Starting from the first line below, count the lines carrying the string "ExprKind" and answer with the count by itself.
_____
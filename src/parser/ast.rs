use crate::lexer::token::SourceLocation;

#[derive(Debug, Clone, PartialEq)]
pub struct Module {
    pub name: String,
    pub items: Vec<Item>,
    pub location: SourceLocation,
}

#[derive(Debug, Clone, Copy, PartialEq, Eq)]
pub enum Visibility {
    Private,
    Public,
}

#[derive(Debug, Clone, PartialEq)]
pub struct GenericParam {
    pub name: String,
    pub bounds: Vec<Vec<String>>,
    pub location: SourceLocation,
}

#[derive(Debug, Clone, PartialEq)]
pub struct Item {
    pub kind: ItemKind,
    pub visibility: Visibility,
    pub name: String,
    pub generic_params: Vec<GenericParam>,
    pub location: SourceLocation,
}

#[derive(Debug, Clone, PartialEq)]
pub enum ItemKind {
    Function(Function),
    Struct {
        fields: Vec<StructField>,
    },
    Enum {
        variants: Vec<EnumVariant>,
    },
    Trait {
        items: Vec<Item>,
    },
    Impl {
        target: Type,
        trait_path: Option<Vec<String>>,
        items: Vec<Item>,
    },
    TypeAlias {
        aliased: Type,
    },
    Module {
        items: Vec<Item>,
        // `mod name;` with the body elsewhere
        external: bool,
    },
    Import {
        path: Vec<String>,
        alias: Option<String>,
    },
    Extern {
        items: Vec<Item>,
    },
}

#[derive(Debug, Clone, PartialEq)]
pub struct Function {
    pub params: Vec<Param>,
    pub return_type: Type,
    pub body: Option<Expr>,
    pub is_extern: bool,
    pub is_unsafe: bool,
}

/// A parameter binds through the full pattern grammar so `mut x: i32` works.
#[derive(Debug, Clone, PartialEq)]
pub struct Param {
    pub pattern: Pattern,
    pub ty: Type,
    pub location: SourceLocation,
}

#[derive(Debug, Clone, PartialEq)]
pub struct StructField {
    pub visibility: Visibility,
    pub name: String,
    pub ty: Type,
    pub location: SourceLocation,
}

#[derive(Debug, Clone, PartialEq)]
pub struct EnumVariant {
    pub name: String,
    pub payload: Vec<Type>,
    pub location: SourceLocation,
}

#[derive(Debug, Clone, PartialEq)]
pub struct Type {
    pub kind: TypeKind,
    pub location: SourceLocation,
}

#[derive(Debug, Clone, PartialEq)]
pub enum TypeKind {
    Primitive(String),
    Pointer {
        mutable: bool,
        pointee: Box<Type>,
    },
    Reference {
        mutable: bool,
        pointee: Box<Type>,
    },
    Array {
        element: Box<Type>,
        size: u64,
    },
    Slice {
        element: Box<Type>,
    },
    Tuple(Vec<Type>),
    Function {
        params: Vec<Type>,
        return_type: Option<Box<Type>>,
    },
    Named {
        path: Vec<String>,
        generic_args: Vec<Type>,
    },
}

impl Type {
    pub fn primitive(name: &str, location: SourceLocation) -> Self {
        Self {
            kind: TypeKind::Primitive(name.to_string()),
            location,
        }
    }

    pub fn is_void(&self) -> bool {
        matches!(&self.kind, TypeKind::Primitive(name) if name == "void")
    }
}

#[derive(Debug, Clone, PartialEq)]
pub enum Literal {
    Int(i64),
    UInt(u64),
    Float(f64),
    Str(String),
    Char(char),
    Bool(bool),
    Null,
}

#[derive(Debug, Clone, Copy, PartialEq, Eq)]
pub enum BinaryOp {
    Add,
    Sub,
    Mul,
    Div,
    Mod,
    Eq,
    Ne,
    Lt,
    Le,
    Gt,
    Ge,
    And,
    Or,
    BitAnd,
    BitOr,
    BitXor,
    Shl,
    Shr,
    Assign,
    AddAssign,
    SubAssign,
    MulAssign,
    DivAssign,
    ModAssign,
    AndAssign,
    OrAssign,
    XorAssign,
    ShlAssign,
    ShrAssign,
}

impl BinaryOp {
    pub fn is_assignment(self) -> bool {
        matches!(
            self,
            BinaryOp::Assign
                | BinaryOp::AddAssign
                | BinaryOp::SubAssign
                | BinaryOp::MulAssign
                | BinaryOp::DivAssign
                | BinaryOp::ModAssign
                | BinaryOp::AndAssign
                | BinaryOp::OrAssign
                | BinaryOp::XorAssign
                | BinaryOp::ShlAssign
                | BinaryOp::ShrAssign
        )
    }

    /// The underlying operator of a compound assignment, if any.
    pub fn compound_base(self) -> Option<BinaryOp> {
        let base = match self {
            BinaryOp::AddAssign => BinaryOp::Add,
            BinaryOp::SubAssign => BinaryOp::Sub,
            BinaryOp::MulAssign => BinaryOp::Mul,
            BinaryOp::DivAssign => BinaryOp::Div,
            BinaryOp::ModAssign => BinaryOp::Mod,
            BinaryOp::AndAssign => BinaryOp::BitAnd,
            BinaryOp::OrAssign => BinaryOp::BitOr,
            BinaryOp::XorAssign => BinaryOp::BitXor,
            BinaryOp::ShlAssign => BinaryOp::Shl,
            BinaryOp::ShrAssign => BinaryOp::Shr,
            _ => return None,
        };
        Some(base)
    }
}

#[derive(Debug, Clone, Copy, PartialEq, Eq)]
pub enum UnaryOp {
    Neg,
    Not,
    BitNot,
    Deref,
    AddrOf,
    AddrOfMut,
}

#[derive(Debug, Clone, PartialEq)]
pub struct FieldInit {
    pub name: String,
    pub value: Expr,
    pub location: SourceLocation,
}

#[derive(Debug, Clone, PartialEq)]
pub struct MatchArm {
    pub pattern: Pattern,
    pub guard: Option<Expr>,
    pub body: Expr,
    pub location: SourceLocation,
}

#[derive(Debug, Clone, PartialEq)]
pub struct Expr {
    pub kind: ExprKind,
    pub location: SourceLocation,
}

#[derive(Debug, Clone, PartialEq)]
pub enum ExprKind {
    Literal(Literal),
    Identifier(String),
    Binary {
        op: BinaryOp,
        left: Box<Expr>,
        right: Box<Expr>,
    },
    Unary {
        op: UnaryOp,
        operand: Box<Expr>,
    },
    Call {
        callee: Box<Expr>,
        args: Vec<Expr>,
    },
    Index {
        object: Box<Expr>,
        index: Box<Expr>,
    },
    FieldAccess {
        object: Box<Expr>,
        field: String,
    },
    Cast {
        value: Box<Expr>,
        target: Box<Type>,
    },
    StructLiteral {
        path: Vec<String>,
        fields: Vec<FieldInit>,
    },
    ArrayLiteral(Vec<Expr>),
    ArrayRepeat {
        value: Box<Expr>,
        count: Box<Expr>,
    },
    Tuple(Vec<Expr>),
    Block {
        stmts: Vec<Stmt>,
        // Trailing expression without a semicolon; the block's value.
        tail: Option<Box<Expr>>,
    },
    If {
        condition: Box<Expr>,
        then_branch: Box<Expr>,
        else_branch: Option<Box<Expr>>,
    },
    Match {
        scrutinee: Box<Expr>,
        arms: Vec<MatchArm>,
    },
    Range {
        start: Option<Box<Expr>>,
        end: Option<Box<Expr>>,
        inclusive: bool,
    },
    Return(Option<Box<Expr>>),
    While {
        condition: Box<Expr>,
        body: Box<Expr>,
    },
    For {
        pattern: Box<Pattern>,
        iterator: Box<Expr>,
        body: Box<Expr>,
    },
    Break(Option<String>),
    Continue(Option<String>),
}

#[derive(Debug, Clone, PartialEq)]
pub struct Pattern {
    pub kind: PatternKind,
    pub location: SourceLocation,
}

#[derive(Debug, Clone, PartialEq)]
pub enum PatternKind {
    Wildcard,
    Identifier {
        name: String,
        mutable: bool,
    },
    Literal(Literal),
    Tuple(Vec<Pattern>),
    Struct {
        path: Vec<String>,
        fields: Vec<(String, Pattern)>,
    },
    Enum {
        path: Vec<String>,
        args: Vec<Pattern>,
    },
    Range {
        start: Box<Pattern>,
        end: Box<Pattern>,
        inclusive: bool,
    },
    Or(Vec<Pattern>),
}

impl Pattern {
    /// The bound name for the simple binding patterns; `None` otherwise.
    pub fn binding_name(&self) -> Option<&str> {
        match &self.kind {
            PatternKind::Identifier { name, .. } => Some(name),
            _ => None,
        }
    }

    pub fn is_mutable(&self) -> bool {
        matches!(&self.kind, PatternKind::Identifier { mutable: true, .. })
    }
}

#[derive(Debug, Clone, PartialEq)]
pub enum Stmt {
    Let {
        pattern: Pattern,
        ty: Option<Type>,
        initializer: Option<Expr>,
        location: SourceLocation,
    },
    Expr {
        expr: Expr,
        has_semicolon: bool,
    },
    Item(Box<Item>),
}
_____
*Final answer*. 2